■ **What is required**
I would like each line of the data that holds the word "QuadraticBezier" copied out.

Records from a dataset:
• • • • •

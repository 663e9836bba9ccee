//! Configuration file support

use std::collections::HashMap;
use std::fs;
use std::path::PathBuf;

use nib_ai::request::{GenerationOptions, TopicOverride};
use serde::{Deserialize, Serialize};

/// Which transport dispatches requests
#[derive(Debug, Clone, Copy, Default, PartialEq, Eq, Serialize, Deserialize)]
#[serde(rename_all = "lowercase")]
pub enum TransportKind {
    /// External HTTP client subprocess
    #[default]
    Curl,
    /// Hand-rolled HTTP/1.1 over TCP/TLS
    Socket,
}

/// Configuration for nib
#[derive(Debug, Clone, Serialize, Deserialize)]
#[serde(default)]
pub struct Config {
    /// Model to use
    pub model: String,
    /// Maximum tokens per completion
    pub max_tokens: u32,
    /// Sampling temperature
    pub temperature: f32,
    /// System prompt, passed through verbatim
    pub system_prompt: String,
    /// Completion endpoint URL
    pub endpoint: String,
    /// Transport selection
    pub transport: TransportKind,
    /// Client binary for the subprocess transport
    pub http_client: String,
    /// Conversation log cap (oldest turns evicted first)
    pub max_history: usize,
    /// History file path; None disables persistence
    pub history_file: Option<PathBuf>,
    /// API key (environment variable is the recommended source)
    pub api_key: Option<String>,
    /// Per-topic overrides keyed by language/topic identifier
    pub topics: HashMap<String, TopicOverride>,
}

impl Default for Config {
    fn default() -> Self {
        let options = GenerationOptions::default();
        Self {
            model: options.model,
            max_tokens: options.max_tokens,
            temperature: options.temperature,
            system_prompt: String::new(),
            endpoint: "https://api.anthropic.com/v1/messages".to_string(),
            transport: TransportKind::Curl,
            http_client: "curl".to_string(),
            max_history: 50,
            history_file: Some(Self::data_dir().join("history.json")),
            api_key: None,
            topics: HashMap::new(),
        }
    }
}

impl Config {
    /// Get the config directory
    pub fn config_dir() -> PathBuf {
        dirs::config_dir()
            .unwrap_or_else(|| PathBuf::from("."))
            .join("nib")
    }

    /// Get the data directory (history file lives here)
    pub fn data_dir() -> PathBuf {
        dirs::data_local_dir()
            .unwrap_or_else(|| PathBuf::from("."))
            .join("nib")
    }

    /// Get the config file path
    pub fn config_path() -> PathBuf {
        // Check for NIB_CONFIG_PATH env var first
        if let Ok(path) = std::env::var("NIB_CONFIG_PATH") {
            return PathBuf::from(path);
        }
        Self::config_dir().join("config.toml")
    }

    /// Load config from the default location. A missing, unreadable, or
    /// unparsable file degrades to defaults with a warning.
    pub fn load() -> Self {
        Self::load_from(&Self::config_path())
    }

    /// Load config from a specific file, with the same degradation
    pub fn load_from(path: &std::path::Path) -> Self {
        if !path.exists() {
            return Self::default();
        }

        match fs::read_to_string(path) {
            Ok(content) => match toml::from_str(&content) {
                Ok(config) => config,
                Err(e) => {
                    tracing::warn!("failed to parse config file: {e}");
                    Self::default()
                }
            },
            Err(e) => {
                tracing::warn!("failed to read config file: {e}");
                Self::default()
            }
        }
    }

    /// Save config to the default location
    pub fn save(&self) -> std::io::Result<()> {
        self.save_to(&Self::config_path())
    }

    /// Save config to a specific file, creating parent directories
    pub fn save_to(&self, path: &std::path::Path) -> std::io::Result<()> {
        if let Some(dir) = path.parent() {
            fs::create_dir_all(dir)?;
        }
        let content = toml::to_string_pretty(self).map_err(std::io::Error::other)?;
        fs::write(path, content)
    }

    /// Resolve the API credential: config first, then the environment.
    /// Read once at startup; absence is a configuration error surfaced
    /// before any network activity.
    pub fn resolve_api_key(&self) -> Option<String> {
        if let Some(key) = &self.api_key {
            if !key.trim().is_empty() {
                return Some(key.clone());
            }
        }
        std::env::var("ANTHROPIC_API_KEY")
            .ok()
            .filter(|k| !k.trim().is_empty())
    }

    /// Base generation options from this config
    pub fn generation_options(&self) -> GenerationOptions {
        GenerationOptions {
            model: self.model.clone(),
            max_tokens: self.max_tokens,
            temperature: self.temperature,
            system_prompt: self.system_prompt.clone(),
        }
    }
}
use crate::animation::Animation;
use crate::motion::{ParticleTransform, QuadraticBezier};
use derive_more::{Display, From, Into};
use std::collections::BTreeMap;
use std::time::Duration;

#[derive(Debug, Clone, Copy, PartialEq, Eq, Hash, PartialOrd, Ord, Display, From, Into)]
#[display("particle#{_0}")]
pub struct ParticleId(u64);

#[derive(Debug, Clone, Copy, PartialEq, Eq)]
pub enum ParticleState {
    Spawned,
    Animating,
    Retired,
}

#[derive(Debug, Clone)]
pub struct Particle {
    pub id: ParticleId,
    /// Index into the configured particle images.
    pub image: usize,
    pub animation: Animation,
    pub transform: ParticleTransform,
    pub state: ParticleState,
}

impl Particle {
    fn new(id: ParticleId, image: usize, animation: Animation, path: &QuadraticBezier) -> Self {
        Self {
            id,
            image,
            animation,
            transform: ParticleTransform::at(path, 0.0),
            state: ParticleState::Spawned,
        }
    }

    fn begin(mut self) -> Self {
        self.state = ParticleState::Animating;
        self
    }

    pub fn fraction(&self, now: Duration) -> f64 {
        self.animation.fraction(now)
    }

    pub fn update(&mut self, now: Duration, path: &QuadraticBezier) {
        if self.state == ParticleState::Animating {
            self.transform = ParticleTransform::at(path, self.fraction(now));
        }
    }
}

/// Live particles keyed by id. Ids only grow, so iteration order is spawn
/// order.
#[derive(Debug, Clone, Default)]
pub struct ParticleArena {
    next_id: u64,
    live: BTreeMap<ParticleId, Particle>,
}

impl ParticleArena {
    pub fn new() -> Self {
        Self::default()
    }

    pub fn spawn(
        &mut self,
        image: usize,
        animation: Animation,
        path: &QuadraticBezier,
    ) -> ParticleId {
        let id = ParticleId(self.next_id);
        self.next_id += 1;
        self.live
            .insert(id, Particle::new(id, image, animation, path).begin());
        id
    }

    /// Removes the particle; the returned value is the only place the
    /// `Retired` state is ever observed.
    pub fn retire(&mut self, id: ParticleId) -> Option<Particle> {
        self.live.remove(&id).map(|mut particle| {
            particle.state = ParticleState::Retired;
            particle
        })
    }

    /// Earliest completion among live particles, lowest id first on ties.
    pub fn next_completion(&self) -> Option<(Duration, ParticleId)> {
        self.live
            .values()
            .filter_map(|p| p.animation.ends_at().map(|end| (end, p.id)))
            .min()
    }

    pub fn update(&mut self, now: Duration, path: &QuadraticBezier) {
        self.live
            .values_mut()
            .for_each(|particle| particle.update(now, path));
    }

    pub fn get(&self, id: ParticleId) -> Option<&Particle> {
        self.live.get(&id)
    }

    pub fn iter(&self) -> impl Iterator<Item = &Particle> {
        self.live.values()
    }

    pub fn len(&self) -> usize {
        self.live.len()
    }

    pub fn is_empty(&self) -> bool {
        self.live.is_empty()
    }

    pub fn spawned(&self) -> u64 {
        self.next_id
    }
}

#[cfg(test)]
mod tests {
    use super::*;
    use crate::geometry::DiskGeometry;

    fn ms(v: u64) -> Duration {
        Duration::from_millis(v)
    }

    #[test]
    fn test_spawned_particle_is_animating_at_path_start() {
        let path = DiskGeometry::compute(300).path;
        let mut arena = ParticleArena::new();
        let id = arena.spawn(3, Animation::once(ms(0), ms(3000)), &path);

        let particle = arena.get(id).unwrap();
        assert_eq!(particle.state, ParticleState::Animating);
        assert_eq!(particle.image, 3);
        assert_eq!(particle.transform.position, path.start);
        assert_eq!(particle.transform.opacity, 0.0);
    }

    #[test]
    fn test_retire_removes_once() {
        let path = DiskGeometry::compute(300).path;
        let mut arena = ParticleArena::new();
        let id = arena.spawn(0, Animation::once(ms(0), ms(3000)), &path);

        let retired = arena.retire(id).unwrap();
        assert_eq!(retired.state, ParticleState::Retired);
        assert!(arena.retire(id).is_none());
        assert!(arena.is_empty());
    }

    #[test]
    fn test_next_completion_prefers_earliest_then_lowest_id() {
        let path = DiskGeometry::compute(300).path;
        let mut arena = ParticleArena::new();
        let late = arena.spawn(0, Animation::once(ms(1500), ms(3000)), &path);
        let early = arena.spawn(0, Animation::once(ms(0), ms(3000)), &path);
        let tied = arena.spawn(0, Animation::once(ms(0), ms(3000)), &path);

        assert_eq!(arena.next_completion(), Some((ms(3000), early)));
        arena.retire(early);
        assert_eq!(arena.next_completion(), Some((ms(3000), tied)));
        arena.retire(tied);
        assert_eq!(arena.next_completion(), Some((ms(4500), late)));
    }

    #[test]
    fn test_ids_keep_growing_after_retire() {
        let path = DiskGeometry::compute(300).path;
        let mut arena = ParticleArena::new();
        let first = arena.spawn(0, Animation::once(ms(0), ms(10)), &path);
        arena.retire(first);
        let second = arena.spawn(0, Animation::once(ms(0), ms(10)), &path);

        assert!(second > first);
        assert_eq!(second.to_string(), "particle#1");
        assert_eq!(arena.spawned(), 2);
    }
}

• • • • •

■ **Exercise result**
use crate::motion::{ParticleTransform, QuadraticBezier};
    fn new(id: ParticleId, image: usize, animation: Animation, path: &QuadraticBezier) -> Self {
    pub fn update(&mut self, now: Duration, path: &QuadraticBezier) {
        path: &QuadraticBezier,
    pub fn update(&mut self, now: Duration, path: &QuadraticBezier) {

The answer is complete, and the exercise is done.